Menyusul tema Hari Pabean Internasional (HPI) yang berbunyi “Customs fostering Sustainability for People, Prosperity and the Planet”, Sri Mulyani mengharapkan jajaran Bea Cukai dapat lebih paham dengan arti keberlanjutan, keamanan dan inklusivitas.
"Jajaran Bea Cukai diharapkan makin memahami dan memastikan apa arti sustainability, security dan inclusivity di dalam interaksi antarnegara terutama dalam era globalisasi," tulis Sri Mulyani dalam akun instagramnya, Jakarta, Rabu (29/1/2020).
Bea Cukai sebagai lembaga pelayanan masyarakat dalam bidang kepabeanan dan cukai juga dikatakan harus bisa memperkuat peningkatan kesejahteraan manusia dan keberadaan planet yang menjadi tempat hidup bersama secara berlanjut.

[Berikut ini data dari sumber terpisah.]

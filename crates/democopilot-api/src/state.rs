//! Shared application state.

use std::path::PathBuf;
use std::sync::Arc;

use democopilot_core::clock::Clock;
use democopilot_core::provider::CollaboratorProvider;
use democopilot_orchestration::application::coordinator::SessionCoordinator;
use democopilot_orchestration::config::EngineConfig;
use tokio::sync::broadcast;

use crate::events::{BroadcastObserver, DemoEvent, EVENT_BUFFER};

/// Application state shared across all request handlers.
#[derive(Clone)]
pub struct AppState {
    /// Registry of live sessions.
    pub coordinator: Arc<SessionCoordinator>,
    /// Directory searched for named scripts.
    pub script_dir: PathBuf,
    /// Source of the SSE event stream. The coordinator's broadcast observer
    /// publishes here.
    pub events: broadcast::Sender<DemoEvent>,
}

impl AppState {
    /// Create new application state.
    #[must_use]
    pub fn new(
        coordinator: Arc<SessionCoordinator>,
        script_dir: PathBuf,
        events: broadcast::Sender<DemoEvent>,
    ) -> Self {
        Self {
            coordinator,
            script_dir,
            events,
        }
    }

    /// Builds a coordinator over `provider` whose sessions publish to the
    /// event stream.
    #[must_use]
    pub fn with_provider(
        provider: Arc<dyn CollaboratorProvider>,
        clock: Arc<dyn Clock>,
        engine: EngineConfig,
        script_dir: PathBuf,
    ) -> Self {
        let (events, _) = broadcast::channel(EVENT_BUFFER);
        let coordinator = SessionCoordinator::new(provider, clock, engine)
            .with_observer(Arc::new(BroadcastObserver::new(events.clone())));
        Self::new(Arc::new(coordinator), script_dir, events)
    }
}
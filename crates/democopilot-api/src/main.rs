//! Demo Copilot API server entry point.

use std::error::Error;
use std::sync::Arc;

use democopilot_api::config::ServerConfig;
use democopilot_api::rehearsal::RehearsalProvider;
use democopilot_api::state::AppState;
use democopilot_core::clock::SystemClock;
use tracing_subscriber::EnvFilter;

#[tokio::main]
async fn main() -> Result<(), Box<dyn Error>> {
    // Initialize tracing subscriber.
    tracing_subscriber::fmt()
        .with_env_filter(
            EnvFilter::try_from_default_env().unwrap_or_else(|_| EnvFilter::new("info")),
        )
        .json()
        .init();

    tracing::info!("Starting Demo Copilot API server");

    // Read configuration from environment.
    let config = ServerConfig::from_env()?;
    let addr = config.addr()?;
    tracing::info!(
        script_dir = %config.script_dir.display(),
        action_latency_ms = u64::try_from(config.action_latency.as_millis()).unwrap_or(u64::MAX),
        "running with rehearsal collaborators"
    );

    // Build application state.
    let provider = RehearsalProvider::new(config.action_latency, config.engine.clone());
    let app_state = AppState::with_provider(
        Arc::new(provider),
        Arc::new(SystemClock),
        config.engine,
        config.script_dir,
    );
    let coordinator = Arc::clone(&app_state.coordinator);

    // Build router.
    let app = democopilot_api::app(app_state);

    // Start server.
    tracing::info!("Listening on {}", addr);
    let listener = tokio::net::TcpListener::bind(addr).await?;

    axum::serve(listener, app)
        .with_graceful_shutdown(shutdown_signal())
        .await?;

    tracing::info!("Stopping all sessions");
    coordinator.shutdown().await;

    Ok(())
}

async fn shutdown_signal() {
    if let Err(e) = tokio::signal::ctrl_c().await {
        tracing::error!(error = %e, "failed to listen for shutdown signal");
        std::future::pending::<()>().await;
    }
}
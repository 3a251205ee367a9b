//! Server configuration read from the environment.

use std::net::SocketAddr;
use std::path::PathBuf;
use std::str::FromStr;
use std::time::Duration;

use democopilot_orchestration::config::EngineConfig;

use crate::error::AppError;

/// Everything the binary needs to boot.
#[derive(Debug, Clone)]
pub struct ServerConfig {
    /// Interface to bind.
    pub host: String,
    /// Port to bind.
    pub port: u16,
    /// Directory searched for `<name>.yaml` scripts.
    pub script_dir: PathBuf,
    /// Simulated latency of each rehearsal browser action.
    pub action_latency: Duration,
    /// Engine parameters.
    pub engine: EngineConfig,
}

impl ServerConfig {
    /// Reads configuration from process environment variables.
    ///
    /// # Errors
    ///
    /// Returns `AppError::Config` if a variable is set but cannot be parsed.
    pub fn from_env() -> Result<Self, AppError> {
        Self::from_lookup(|key| std::env::var(key).ok())
    }

    /// Reads configuration through `lookup`, falling back to defaults for
    /// unset keys.
    ///
    /// # Errors
    ///
    /// Returns `AppError::Config` if a value is present but invalid.
    pub fn from_lookup(lookup: impl Fn(&str) -> Option<String>) -> Result<Self, AppError> {
        let mut engine = EngineConfig::default();
        if let Some(fraction) = parsed::<f64>(&lookup, "DEMO_PACING_FRACTION")? {
            if !(0.0..=1.0).contains(&fraction) {
                return Err(AppError::Config(format!(
                    "DEMO_PACING_FRACTION must be between 0 and 1, got {fraction}"
                )));
            }
            engine.pacing_fraction = fraction;
        }
        if let Some(ms) = parsed::<u64>(&lookup, "DEMO_ACTION_TIMEOUT_MS")? {
            engine.action_timeout = Duration::from_millis(ms);
        }
        if let Some(wpm) = parsed::<u32>(&lookup, "DEMO_WORDS_PER_MINUTE")? {
            if wpm == 0 {
                return Err(AppError::Config(
                    "DEMO_WORDS_PER_MINUTE must be positive".to_string(),
                ));
            }
            engine.words_per_minute = wpm;
        }
        if let Some(cue) = lookup("DEMO_RESUME_CUE") {
            engine.resume_cue = cue;
        }

        Ok(Self {
            host: lookup("HOST").unwrap_or_else(|| "0.0.0.0".to_string()),
            port: parsed(&lookup, "PORT")?.unwrap_or(3000),
            script_dir: lookup("DEMO_SCRIPT_DIR")
                .map_or_else(|| PathBuf::from("scripts"), PathBuf::from),
            action_latency: Duration::from_millis(
                parsed(&lookup, "DEMO_ACTION_LATENCY_MS")?.unwrap_or(250),
            ),
            engine,
        })
    }

    /// Socket address built from host and port.
    ///
    /// # Errors
    ///
    /// Returns `AppError::Config` if the combination is not a valid address.
    pub fn addr(&self) -> Result<SocketAddr, AppError> {
        format!("{}:{}", self.host, self.port)
            .parse()
            .map_err(|e| AppError::Config(format!("invalid HOST:PORT combination: {e}")))
    }
}

fn parsed<T>(lookup: &impl Fn(&str) -> Option<String>, key: &str) -> Result<Option<T>, AppError>
where
    T: FromStr,
    T::Err: std::fmt::Display,
{
    lookup(key)
        .map(|raw| {
            raw.trim()
                .parse()
                .map_err(|e| AppError::Config(format!("{key} is invalid: {e}")))
        })
        .transpose()
}

#[cfg(test)]
mod tests {
    use std::collections::HashMap;

    use super::*;

    fn lookup(pairs: &[(&str, &str)]) -> impl Fn(&str) -> Option<String> {
        let map: HashMap<String, String> = pairs
            .iter()
            .map(|(k, v)| ((*k).to_string(), (*v).to_string()))
            .collect();
        move |key| map.get(key).cloned()
    }

    #[test]
    fn test_defaults_when_nothing_is_set() {
        // Act
        let config = ServerConfig::from_lookup(lookup(&[])).unwrap();

        // Assert
        assert_eq!(config.port, 3000);
        assert_eq!(config.script_dir, PathBuf::from("scripts"));
        assert_eq!(config.action_latency, Duration::from_millis(250));
        assert_eq!(config.engine, EngineConfig::default());
        assert!(config.addr().is_ok());
    }

    #[test]
    fn test_engine_overrides_are_applied() {
        // Arrange
        let vars = lookup(&[
            ("PORT", "8080"),
            ("DEMO_PACING_FRACTION", "0.5"),
            ("DEMO_ACTION_TIMEOUT_MS", "1500"),
            ("DEMO_WORDS_PER_MINUTE", "120"),
            ("DEMO_RESUME_CUE", "Picking up where we left off."),
        ]);

        // Act
        let config = ServerConfig::from_lookup(vars).unwrap();

        // Assert
        assert_eq!(config.port, 8080);
        assert!((config.engine.pacing_fraction - 0.5).abs() < f64::EPSILON);
        assert_eq!(config.engine.action_timeout, Duration::from_millis(1500));
        assert_eq!(config.engine.words_per_minute, 120);
        assert_eq!(config.engine.resume_cue, "Picking up where we left off.");
    }

    #[test]
    fn test_unparseable_port_is_a_config_error() {
        let result = ServerConfig::from_lookup(lookup(&[("PORT", "eighty")]));

        assert!(matches!(result, Err(AppError::Config(message)) if message.contains("PORT")));
    }

    #[test]
    fn test_pacing_fraction_out_of_range_is_rejected() {
        let result = ServerConfig::from_lookup(lookup(&[("DEMO_PACING_FRACTION", "1.5")]));

        assert!(matches!(result, Err(AppError::Config(_))));
    }

    #[test]
    fn test_zero_words_per_minute_is_rejected() {
        let result = ServerConfig::from_lookup(lookup(&[("DEMO_WORDS_PER_MINUTE", "0")]));

        assert!(matches!(result, Err(AppError::Config(_))));
    }
}
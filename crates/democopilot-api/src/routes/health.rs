//! Health check endpoint.

use axum::extract::State;
use axum::{Json, Router, routing::get};
use serde::Serialize;

use crate::state::AppState;

/// Health check response.
#[derive(Serialize)]
pub struct HealthResponse {
    /// Service status.
    pub status: String,
    /// Service version.
    pub version: String,
    /// Sessions currently registered.
    pub active_sessions: usize,
}

/// GET /health
async fn health_check(State(state): State<AppState>) -> Json<HealthResponse> {
    Json(HealthResponse {
        status: "ok".to_string(),
        version: env!("CARGO_PKG_VERSION").to_string(),
        active_sessions: state.coordinator.list().await.len(),
    })
}

/// Returns the health check router.
pub fn router() -> Router<AppState> {
    Router::new().route("/health", get(health_check))
}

Hal ini kemudian yang melatarbelakangi Sri Mulyani dalam menegaskan peran penting yang dimiliki administrasi pabean. Administrasi pabean dinilainya memiliki peran kunci dalam melaksanakan peraturan yang berkaitan dengan isu sosial dan juga isu perdagangan yang menyangkut perdagangan antarnegara.
Selain itu juga Sri mengkategorikan kontribusi administrasi pabean terhadap sustainability sebagai pelayanan masyarakat yang diwujudnyatakan dengan membangun masyarakat untuk memiliki kegiatan ekonomi secara nyaman dan memberi kesejahteraan. Sri kemudian menyampaikan keikutsertaannya dalam peresmian CEISA Command Center dan pelaksanaan video conference dengan satuan kerja Bea Cukai di daerah.
"Saya berharap dengan CEISA Command Center, Bea Cukai dapat lebih responsif memahami kebutuhan dan memformulasikan langkah yang tepat untuk mengantisipasi dan mengatasi permasalahan yang dihadapi oleh stakeholders," tutupnya.